I should myself be glad to know whether the primal scene in my present patient’s case was a phantasy or a real experience; but, taking other similar cases into account, I must admit that the answer to this question is not in fact a matter of very great importance. (XVII 97)
Of course, it is important if we are trying to establish an etiology, an origin of neurosis: again, as a fantasy the primal scene could hardly constitute a pathogen since it would be universal. It seems, however, that Freud–despite the fact that he is writing a case study–is at this point moving away from grounding his theories on etiologies of neurosis and toward a more grand masterplotting.

Freud’s reliance on this third–one that can be made to seem that it ties it all together and thus allows Freud to avoid the criticism of kettle logic–and his confusing undifferentiated use of "reality," "truth," and "experience" with respect to ontogeny and/or phylogeny help us to understand Freud’s non-abandonment of "seduction" as an element to his etiology of neurosis in the Wolf Man case, which is another issue for Rand and Torok. Freud needs a pathogen specific to the case. In "The Aetiology of Hysteria," after trying to allay his audience’s doubts about the reality of the sexual scenes of "seduction" Freud supposedly reconstructed with his so-called hysterical patients, he added the following footnote in 1924: "All this is true; but it must be remembered that at the time I wrote it I had not yet freed myself from my overvaluation of reality and my low valuation of phantasy" (III 204). To "The Neuro-Psychoses of Defense" he added a similar footnote in 1924:

This section [on the "specific aetiology of hysteria"] is dominated by an error which I have since repeatedly acknowledged and corrected. At the time I was not yet able to distinguish between my patients’ phantasies about their childhood years and their real recollections. As a result, I attributed to the aetiological factor of seduction a significance and universality which it does not possess. When this error had been overcome, it became possible to obtain an insight into the spontaneous manifestations of the sexuality of children which I described in my Three Essays on the Theory of Sexuality (1905d). Nevertheless, we need not reject everything written in the text above. Seduction retains a certain aetiological importance, and even to-day I think some of these psychological comments are to the point. (III 168)
"All this" about the "seduction" theory is "true" except, according to Freud, the misappropriation of the scenes to the category of ontogenetic memory. But how can "all this be true" if "seduction" goes from being what disrupts normal development to a universal fantasy? In other words, how can "seduction" as a fantasy be the etiology of a neurosis if it is a universal fantasy?

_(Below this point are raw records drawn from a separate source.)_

//! Library service
//!
//! A library shelves existing catalog books and has at most one librarian.
//! Shelving is idempotent; a book deleted from the catalog leaves every
//! shelf it was on.

use crate::db::repositories::{is_unique_violation, BookRepository, LibraryRepository};
use crate::models::{Book, Librarian, Library, LibraryWithCount, ListParams, PagedResult};
use crate::services::validation::{clean_librarian_name, clean_library_name, FieldErrors};
use anyhow::Context;
use serde::{Deserialize, Serialize};
use std::sync::Arc;

#[derive(Debug, thiserror::Error)]
pub enum LibraryServiceError {
    #[error("Validation failed: {0}")]
    Validation(FieldErrors),

    #[error("Library not found")]
    NotFound,

    #[error("Book not found")]
    BookNotFound,

    #[error("Librarian not found")]
    LibrarianNotFound,

    #[error("Internal error: {0}")]
    InternalError(#[from] anyhow::Error),
}

/// Library detail with its books and librarian nested
#[derive(Debug, Clone, Serialize, Deserialize)]
pub struct LibraryDetail {
    #[serde(flatten)]
    pub library: Library,
    pub books: Vec<Book>,
    pub librarian: Option<Librarian>,
}

const DUPLICATE_NAME: &str = "A library with this name already exists.";

pub struct LibraryService {
    library_repo: Arc<dyn LibraryRepository>,
    book_repo: Arc<dyn BookRepository>,
}

impl LibraryService {
    pub fn new(library_repo: Arc<dyn LibraryRepository>, book_repo: Arc<dyn BookRepository>) -> Self {
        Self {
            library_repo,
            book_repo,
        }
    }

    pub async fn list(
        &self,
        params: &ListParams,
    ) -> Result<PagedResult<LibraryWithCount>, LibraryServiceError> {
        Ok(self
            .library_repo
            .list(params)
            .await
            .context("Failed to list libraries")?)
    }

    pub async fn get(&self, id: i64) -> Result<LibraryDetail, LibraryServiceError> {
        let library = self.require(id).await?;
        let books = self
            .book_repo
            .list_by_library(id)
            .await
            .context("Failed to list library books")?;
        let librarian = self
            .library_repo
            .librarian(id)
            .await
            .context("Failed to get librarian")?;

        Ok(LibraryDetail {
            library,
            books,
            librarian,
        })
    }

    pub async fn create(&self, raw_name: &str) -> Result<Library, LibraryServiceError> {
        let name = clean_library_name(raw_name)
            .map_err(|message| LibraryServiceError::Validation(FieldErrors::single("name", message)))?;

        let existing = self
            .library_repo
            .find_by_name(&name)
            .await
            .context("Failed to look up library")?;
        if existing.is_some() {
            return Err(duplicate_name());
        }

        let library = match self.library_repo.create(&name).await {
            Ok(library) => library,
            // Lost a race with a concurrent create of the same name
            Err(e) if is_unique_violation(&e) => return Err(duplicate_name()),
            Err(e) => return Err(e.context("Failed to create library").into()),
        };
        tracing::info!(library_id = library.id, "Library created");
        Ok(library)
    }

    /// Delete a library. Its books stay in the catalog.
    pub async fn delete(&self, id: i64) -> Result<(), LibraryServiceError> {
        let deleted = self
            .library_repo
            .delete(id)
            .await
            .context("Failed to delete library")?;
        if !deleted {
            return Err(LibraryServiceError::NotFound);
        }
        tracing::info!(library_id = id, "Library deleted");
        Ok(())
    }

    /// Shelve a catalog book; shelving it twice is not an error
    pub async fn add_book(&self, library_id: i64, book_id: i64) -> Result<(), LibraryServiceError> {
        self.require(library_id).await?;
        self.book_repo
            .get_by_id(book_id)
            .await
            .context("Failed to get book")?
            .ok_or(LibraryServiceError::BookNotFound)?;

        let added = self
            .library_repo
            .add_book(library_id, book_id)
            .await
            .context("Failed to shelve book")?;
        if added {
            tracing::debug!(library_id, book_id, "Book shelved");
        }
        Ok(())
    }

    pub async fn remove_book(&self, library_id: i64, book_id: i64) -> Result<(), LibraryServiceError> {
        self.require(library_id).await?;
        let removed = self
            .library_repo
            .remove_book(library_id, book_id)
            .await
            .context("Failed to unshelve book")?;
        if !removed {
            return Err(LibraryServiceError::BookNotFound);
        }
        Ok(())
    }

    /// Appoint or rename the librarian of a library
    pub async fn set_librarian(
        &self,
        library_id: i64,
        raw_name: &str,
    ) -> Result<Librarian, LibraryServiceError> {
        let name = clean_librarian_name(raw_name)
            .map_err(|message| LibraryServiceError::Validation(FieldErrors::single("name", message)))?;
        self.require(library_id).await?;

        Ok(self
            .library_repo
            .set_librarian(library_id, &name)
            .await
            .context("Failed to set librarian")?)
    }

    pub async fn remove_librarian(&self, library_id: i64) -> Result<(), LibraryServiceError> {
        self.require(library_id).await?;
        let removed = self
            .library_repo
            .remove_librarian(library_id)
            .await
            .context("Failed to remove librarian")?;
        if !removed {
            return Err(LibraryServiceError::LibrarianNotFound);
        }
        Ok(())
    }

    async fn require(&self, id: i64) -> Result<Library, LibraryServiceError> {
        self.library_repo
            .get_by_id(id)
            .await
            .context("Failed to get library")?
            .ok_or(LibraryServiceError::NotFound)
    }
}

fn duplicate_name() -> LibraryServiceError {
    LibraryServiceError::Validation(FieldErrors::single("name", DUPLICATE_NAME))
}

According to Freud’s "logic," "seduction" "retains a certain aetiological importance" with respect to phylogenetic phantasy-memory. And we find that "seduction" is one of the three primal phantasies, the others being the primal scene and castration. But how can the primal phantasies constitute the origin of an etiology of neurosis if they are at the center of normal development, if they are universal?

What we find, despite Freud’s twisted "logic" employed in an attempt to create continuity between the "seduction" theory and oedipal psychoanalysis, is that a radical reevaluation of everything claimed within these "seduction"-theory essays is needed. No specific origin, and therefore no specific etiology, can be gained from them since everything that is attributed to ontogenetic reality, experience, or truth after 1918 should be reconceptualized in phylogenetic terms. Freud’s rhetoric in his notes to the "seduction" theory essays is similar to that of his Wolf Man case, where he is so insistent on the ontogenetic reality of the "reconstructed" events that it seems that, if he is not convincing, the example and the theory won’t hold itself together–and then, in a blasé manner, he argues that it is not important that the event occurred after all.

What is consistently important for Freud up to this point is the origin of his etiology, which, during the war, he had decided were the primal phantasies. This origin, however, combines (conflates) material and psychic reality, normal and neurotic, and grounds psychic reality and Freud’s privileged form of truth in phylogeny.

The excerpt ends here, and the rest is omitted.